Potential expansion of production capacity for current vaccines is being explored. But realistic options are unlikely to produce more flow before late Spring if at all. The distribution-friendly Johnson & Johnson single dose vaccine seems likely to receive an Emergency Use Authorization in coming weeks.  J&J anticipates having the ability to produce 100 million doses by the end of June.  Some virologists expect one or more variants to be dominant by the end of March.

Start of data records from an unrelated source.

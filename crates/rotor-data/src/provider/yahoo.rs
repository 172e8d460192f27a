//! Yahoo Finance v8 차트 API 일봉 제공자.

use crate::error::{DataError, Result};
use crate::provider::BarProvider;
use async_trait::async_trait;
use chrono::{Duration, NaiveDate, NaiveTime};
use rotor_core::domain::DailyBar;
use rust_decimal::Decimal;
use serde::Deserialize;
use std::str::FromStr;
use tracing::debug;

const DEFAULT_BASE_URL: &str = "https://query1.finance.yahoo.com";
const USER_AGENT: &str = "Mozilla/5.0 (Windows NT 10.0; Win64; x64) AppleWebKit/537.36";

/// Yahoo Finance 일봉 제공자.
///
/// 조정 종가(adjclose)가 있으면 종가로 사용하고, 없으면 원 종가를
/// 사용합니다. 필드가 null인 행은 건너뜁니다.
#[derive(Debug, Clone)]
pub struct YahooProvider {
    client: reqwest::Client,
    base_url: String,
}

impl YahooProvider {
    /// 기본 엔드포인트로 제공자를 만듭니다.
    pub fn new() -> Self {
        Self::with_base_url(DEFAULT_BASE_URL)
    }

    /// 커스텀 엔드포인트로 제공자를 만듭니다 (테스트용).
    pub fn with_base_url(base_url: impl Into<String>) -> Self {
        let client = reqwest::Client::builder()
            .user_agent(USER_AGENT)
            .timeout(std::time::Duration::from_secs(30))
            .build()
            .unwrap_or_default();
        Self {
            client,
            base_url: base_url.into(),
        }
    }
}

impl Default for YahooProvider {
    fn default() -> Self {
        Self::new()
    }
}

#[async_trait]
impl BarProvider for YahooProvider {
    async fn fetch_daily(
        &self,
        symbol: &str,
        start: NaiveDate,
        end: NaiveDate,
    ) -> Result<Vec<DailyBar>> {
        // 날짜를 UNIX 타임스탬프로 변환 (종료일 포함)
        let period1 = start.and_time(NaiveTime::MIN).and_utc().timestamp();
        let period2 = (end + Duration::days(1))
            .and_time(NaiveTime::MIN)
            .and_utc()
            .timestamp();

        let url = format!(
            "{}/v8/finance/chart/{}?period1={}&period2={}&interval=1d&events=history",
            self.base_url, symbol, period1, period2
        );
        debug!(symbol, %start, %end, "야후 일봉 요청");

        let response = self.client.get(&url).send().await?;
        let status = response.status();
        if !status.is_success() {
            return Err(DataError::FetchError(format!(
                "{} 요청 실패: HTTP {}",
                symbol, status
            )));
        }

        let chart_response: YahooChartResponse = response.json().await?;

        if let Some(error) = chart_response.chart.error {
            return Err(DataError::FetchError(format!(
                "{}: {} - {}",
                symbol, error.code, error.description
            )));
        }

        let result = chart_response
            .chart
            .result
            .and_then(|r| r.into_iter().next())
            .ok_or_else(|| DataError::ParseError(format!("{} 응답에 결과가 없습니다", symbol)))?;

        let timestamps = result.timestamp.unwrap_or_default();
        let quote = result
            .indicators
            .quote
            .into_iter()
            .next()
            .ok_or_else(|| DataError::ParseError(format!("{} 응답에 시세가 없습니다", symbol)))?;

        let opens = quote.open.unwrap_or_default();
        let highs = quote.high.unwrap_or_default();
        let lows = quote.low.unwrap_or_default();
        let closes = quote.close.unwrap_or_default();
        let volumes = quote.volume.unwrap_or_default();

        // 조정 종가 우선 사용
        let adj_closes = result
            .indicators
            .adj_close
            .and_then(|ac| ac.into_iter().next())
            .and_then(|ac| ac.adj_close)
            .unwrap_or_default();

        let mut bars = Vec::with_capacity(timestamps.len());
        for (i, &ts) in timestamps.iter().enumerate() {
            let open = opens.get(i).and_then(|v| *v);
            let high = highs.get(i).and_then(|v| *v);
            let low = lows.get(i).and_then(|v| *v);
            let close = adj_closes
                .get(i)
                .and_then(|v| *v)
                .or_else(|| closes.get(i).and_then(|v| *v));
            let volume = volumes.get(i).and_then(|v| *v);

            // 하나라도 null이면 그 행은 버린다
            if let (Some(o), Some(h), Some(l), Some(c), Some(v)) = (open, high, low, close, volume)
            {
                let date = match chrono::DateTime::from_timestamp(ts, 0) {
                    Some(dt) => dt.date_naive(),
                    None => continue,
                };
                bars.push(DailyBar::new(
                    date,
                    to_decimal(o),
                    to_decimal(h),
                    to_decimal(l),
                    to_decimal(c),
                    Decimal::from(v),
                ));
            }
        }

        bars.sort_by_key(|b| b.date);
        debug!(symbol, rows = bars.len(), "야후 일봉 수신");
        Ok(bars)
    }
}

/// f64 가격을 소수 4자리 Decimal로 변환합니다.
fn to_decimal(value: f64) -> Decimal {
    Decimal::from_str(&format!("{:.4}", value)).unwrap_or_default()
}

/// Yahoo Finance API v8 응답 구조
#[derive(Debug, Deserialize)]
struct YahooChartResponse {
    chart: YahooChart,
}

#[derive(Debug, Deserialize)]
struct YahooChart {
    result: Option<Vec<YahooResult>>,
    error: Option<YahooError>,
}

#[derive(Debug, Deserialize)]
struct YahooError {
    code: String,
    description: String,
}

#[derive(Debug, Deserialize)]
struct YahooResult {
    timestamp: Option<Vec<i64>>,
    indicators: YahooIndicators,
}

#[derive(Debug, Deserialize)]
struct YahooIndicators {
    quote: Vec<YahooQuote>,
    #[serde(rename = "adjclose")]
    adj_close: Option<Vec<YahooAdjClose>>,
}

#[derive(Debug, Deserialize)]
struct YahooQuote {
    open: Option<Vec<Option<f64>>>,
    high: Option<Vec<Option<f64>>>,
    low: Option<Vec<Option<f64>>>,
    close: Option<Vec<Option<f64>>>,
    volume: Option<Vec<Option<i64>>>,
}

#[derive(Debug, Deserialize)]
struct YahooAdjClose {
    #[serde(rename = "adjclose")]
    adj_close: Option<Vec<Option<f64>>>,
}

Fundamentals of Vaccine Demand Orientation

From a supply chain perspective, the goal of vaccination is to minimize demand for critical health care. We need to avoid hospitals being overwhelmed. Emergency room/ICU resources and staff are the crucial bottlenecks (hourglass structures) that are at highest risk of collapse. Our supply chain resilience objective is to maintain a reasonable equilibrium of demand and supply for critical health care. If this equilibrium can be maintained, deaths and disease can be minimized and economic continuity (recovery) can be maximized.